I smiled and invisibly slipped on the pompous grammar hat without realising. I do hate that hat, but there it was, making me look ridiculous again.
"It's technically right, the singular of criteria," I said, "But it's one of those words that doesn't get used very much."
The hat was fitting very nicely.
"Like datum" I went on, eyes half-closed, finger in the air (I imagined). I couldn't resist.
"No-one in their right mind would say 'datum' instead of 'data point'. Sometimes in technical writing we have to favour common use in order to make a thing clearer."
She knew all that.

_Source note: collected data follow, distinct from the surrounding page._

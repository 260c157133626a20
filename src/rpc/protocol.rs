//! JSON-RPC 2.0 protocol types.
//!
//! Implements the JSON-RPC 2.0 specification for request/response messaging.
//! See: https://www.jsonrpc.org/specification

use serde::{Deserialize, Serialize};
use serde_json::Value;

/// JSON-RPC 2.0 request object.
#[derive(Debug, Clone, Serialize, Deserialize)]
pub struct Request {
    /// Must be exactly "2.0"
    pub jsonrpc: String,
    /// Method name to invoke
    pub method: String,
    /// Optional parameters (can be object or array)
    #[serde(default)]
    pub params: Option<Value>,
    /// Request identifier. If None, this is a notification (no response expected).
    #[serde(default)]
    pub id: Option<Value>,
}

/// JSON-RPC 2.0 response object.
#[derive(Debug, Clone, Serialize, Deserialize)]
pub struct Response {
    /// Always "2.0"
    pub jsonrpc: String,
    /// Result on success (mutually exclusive with error)
    #[serde(skip_serializing_if = "Option::is_none")]
    pub result: Option<Value>,
    /// Error on failure (mutually exclusive with result)
    #[serde(skip_serializing_if = "Option::is_none")]
    pub error: Option<RpcError>,
    /// Request identifier (echoed from request)
    pub id: Value,
}

/// JSON-RPC 2.0 error object.
#[derive(Debug, Clone, Serialize, Deserialize)]
pub struct RpcError {
    /// Error code (see standard codes below)
    pub code: i32,
    /// Short error description
    pub message: String,
    /// Optional additional error data
    #[serde(skip_serializing_if = "Option::is_none")]
    pub data: Option<Value>,
}

// Standard JSON-RPC 2.0 error codes
pub const PARSE_ERROR: i32 = -32700;
pub const INVALID_REQUEST: i32 = -32600;
pub const METHOD_NOT_FOUND: i32 = -32601;
pub const INVALID_PARAMS: i32 = -32602;

// Application error codes
pub const NOT_FOUND: i32 = -32000;
pub const QUEUE_REJECTED: i32 = -32001;

impl Response {
    /// Create a success response with the given result.
    pub fn success(id: Value, result: impl Serialize) -> Self {
        Self {
            jsonrpc: "2.0".to_string(),
            result: Some(serde_json::to_value(result).unwrap_or(Value::Null)),
            error: None,
            id,
        }
    }

    /// Create an error response.
    pub fn error(id: Value, code: i32, message: impl Into<String>) -> Self {
        Self {
            jsonrpc: "2.0".to_string(),
            result: None,
            error: Some(RpcError {
                code,
                message: message.into(),
                data: None,
            }),
            id,
        }
    }

    /// Create a parse error response (used when request ID is unknown).
    pub fn parse_error() -> Self {
        Self::error(Value::Null, PARSE_ERROR, "Parse error")
    }

    /// Create an invalid request response.
    pub fn invalid_request(id: Value) -> Self {
        Self::error(id, INVALID_REQUEST, "Invalid request")
    }

    /// Create a method not found response.
    pub fn method_not_found(id: Value, method: &str) -> Self {
        Self::error(
            id,
            METHOD_NOT_FOUND,
            format!("Method not found: {}", method),
        )
    }

    /// Create an invalid params response.
    pub fn invalid_params(id: Value, details: impl Into<String>) -> Self {
        Self::error(id, INVALID_PARAMS, details.into())
    }

    pub fn is_error(&self) -> bool {
        self.error.is_some()
    }
}

impl Request {
    /// Check if this request is a notification (no response expected).
    pub fn is_notification(&self) -> bool {
        self.id.is_none()
    }

    /// Validate the request conforms to JSON-RPC 2.0.
    pub fn validate(&self) -> Result<(), &'static str> {
        if self.jsonrpc != "2.0" {
            return Err("jsonrpc must be \"2.0\"");
        }
        if self.method.is_empty() {
            return Err("method must not be empty");
        }
        Ok(())
    }
}

#[cfg(test)]
mod tests {
    use super::*;

    #[test]
    fn test_parse_request() {
        let json = r#"{"jsonrpc":"2.0","method":"jobs.enqueue","params":{"kind":"discovery","payload":{"server":"db1"}},"id":1}"#;
        let req: Request = serde_json::from_str(json).unwrap();

        assert_eq!(req.jsonrpc, "2.0");
        assert_eq!(req.method, "jobs.enqueue");
        assert!(req.params.is_some());
        assert_eq!(req.id, Some(Value::Number(1.into())));
        assert!(req.validate().is_ok());
    }

    #[test]
    fn test_parse_notification() {
        let json = r#"{"jsonrpc":"2.0","method":"jobs.cancel","params":{"id":"x"}}"#;
        let req: Request = serde_json::from_str(json).unwrap();

        assert!(req.is_notification());
        assert!(req.params.is_some());
    }

    #[test]
    fn test_serialize_success_response() {
        let resp = Response::success(Value::Number(1.into()), "ok");
        let json = serde_json::to_string(&resp).unwrap();

        assert!(json.contains(r#""jsonrpc":"2.0""#));
        assert!(json.contains(r#""result":"ok""#));
        assert!(json.contains(r#""id":1"#));
        assert!(!json.contains("error"));
    }

    #[test]
    fn test_wrong_version_is_invalid() {
        let json = r#"{"jsonrpc":"1.0","method":"jobs.list","id":3}"#;
        let req: Request = serde_json::from_str(json).unwrap();
        assert!(req.validate().is_err());
        assert!(Response::invalid_request(Value::Null).is_error());
    }

    #[test]
    fn test_serialize_error_response() {
        let resp = Response::method_not_found(Value::String("abc".into()), "unknown.method");
        let json = serde_json::to_string(&resp).unwrap();

        assert!(json.contains(r#""code":-32601"#));
        assert!(json.contains("Method not found"));
        assert!(!json.contains("result"));
    }
}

The hat was mansplaining.
"In fact," I said, pontificating, "Clarity is always going to win over grammatical correctness: though it pains me to say it."
It is true: the day we think of grammar and punctuation as rules to be followed rather than tools to make our sentences clear, we've lost our audience, whomever they are. My mind wandered to the Greeks, who'd used 'commas' to tell the actors where to pause in the dialogue - to the semicolons of Gertrude Stein, and the French lessons where we all learned the difference between the imperfect, the pluperfect and the future conditional tenses and wondered why we'd not learned it in English.
"I know!" she said.
"Actually, the more I think about it, clarity is entirely the point of grammar, isn't it?" said I, wonderfully.
She smiled, and then reminded me of the time I got upset in a review meeting when someone chose something that wasn't grammatically correct but was undeniably a lot clearer. Oh yes. That did happen, didn't it.
The pompous grammar hat slipped off my head and went back to its imaginary drawer.
"Lesson learned, I guess," I said, gulping, and turning back to my work. Indeed.